Puerto minero, pesquero y centro veraniego, la polifacética Caldera clava en el cielo el estilete de la torre gótica de la Iglesia de San Vicente. Fue construida en 1.862, cuando un grupo de carpinteros ingleses -traídos para la construcción del ferrocarril que uniría la población costera con la ciudad de Copiapó- levantaron el santo edificio en madera y piedra en lo que hoy es la plaza principal del pueblo.

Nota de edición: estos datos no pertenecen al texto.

//! topogen - worker topology generator
//!
//! Turns a declarative worker-type request into a mutually consistent set of
//! deployment artifacts: a shared config patch, per-worker descriptors, a
//! reverse-proxy routing table and a process-supervision spec.

mod cli;
mod descriptor;
mod error;
mod logging;
mod plan;
mod registry;
mod routes;
mod shared;
mod supervise;
mod synth;

use anyhow::Result;
use clap::Parser;
use owo_colors::{OwoColorize, Stream::Stderr};

use cli::{Cli, Commands};
use registry::Registry;

fn main() {
    let cli = Cli::parse();

    if cli.no_color {
        owo_colors::set_override(false);
    }

    logging::init(
        logging::LogConfig::default()
            .with_level(cli.log_level())
            .with_env_overrides(),
    );

    let result = match &cli.command {
        Commands::Generate(args) => cmd_generate(args),
        Commands::Workers(args) => cmd_workers(args),
        Commands::Completions(args) => {
            args.generate();
            Ok(())
        }
    };

    if let Err(e) = result {
        eprintln!(
            "{}: {}",
            "error"
                .if_supports_color(Stderr, |text| text.red())
                .if_supports_color(Stderr, |text| text.bold()),
            e
        );
        for cause in e.chain().skip(1) {
            eprintln!(
                "  {}: {}",
                "caused by".if_supports_color(Stderr, |text| text.yellow()),
                cause
            );
        }
        std::process::exit(1);
    }
}

/// Run the synthesis pipeline, or print the artifacts when --dry-run is set.
fn cmd_generate(args: &cli::GenerateArgs) -> Result<()> {
    let registry = Registry::builtin();
    let opts = args.to_options();

    if args.dry_run {
        if !opts.base_config.exists() {
            return Err(error::TopogenError::MissingBaseConfig(opts.base_config).into());
        }
        let paths = synth::ArtifactPaths::from(&opts);
        let request = plan::WorkerRequest::parse(opts.workers.as_deref());
        let listeners = shared::read_base_listeners(&paths.base_config)?;
        let artifacts = synth::build_artifacts(&registry, &request, listeners, &paths)?;

        println!("# --- {} (appended)", paths.shared_patch.display());
        print!("{}", artifacts.shared_patch);
        println!("# --- {}", paths.proxy_conf.display());
        print!("{}", artifacts.routing_table);
        println!("# --- {}", paths.supervisor_conf.display());
        print!("{}", artifacts.supervision);
        for descriptor in &artifacts.descriptors {
            println!("# --- {}", paths.worker_config(&descriptor.name).display());
            print!("{}", serde_yaml::to_string(descriptor)?);
        }
        return Ok(());
    }

    let artifacts = synth::generate(&registry, &opts)?;
    for (name, port) in &artifacts.workers {
        println!("{name}: {port}");
    }
    Ok(())
}

/// List the registered worker types.
fn cmd_workers(args: &cli::WorkersArgs) -> Result<()> {
    let registry = Registry::builtin();

    if args.json {
        println!("{}", serde_json::to_string_pretty(registry.definitions())?);
        return Ok(());
    }

    for def in registry.definitions() {
        println!(
            "{:<20} {:<32} {} endpoint(s)",
            def.name,
            def.app,
            def.endpoint_patterns.len()
        );
    }
    Ok(())
}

 El busto del almirante Prat en la costanera que envuelve la playa recuerda la memoria de uno de los episodios bélicos más agitados de la historia chilena, la Guerra del Pacífico contra Bolivia y Perú a finales del siglo XIX. En esa guerra Chile arrebató sin contemplaciones y para siempre una gran porción de Bolivia (muy rica en minas) y peor aún ... le quitó la salida al mar dejándola aislada tierra adentro, cortando de raíz cualquier posibilidad de tímido progreso y salida de su pobreza. Bolivia todavía llora esa guerra que la hundió para siempre y maldice al inútil presidente que firmó la autorización que concedió a Chile la posesión legal de todo lo conquistado.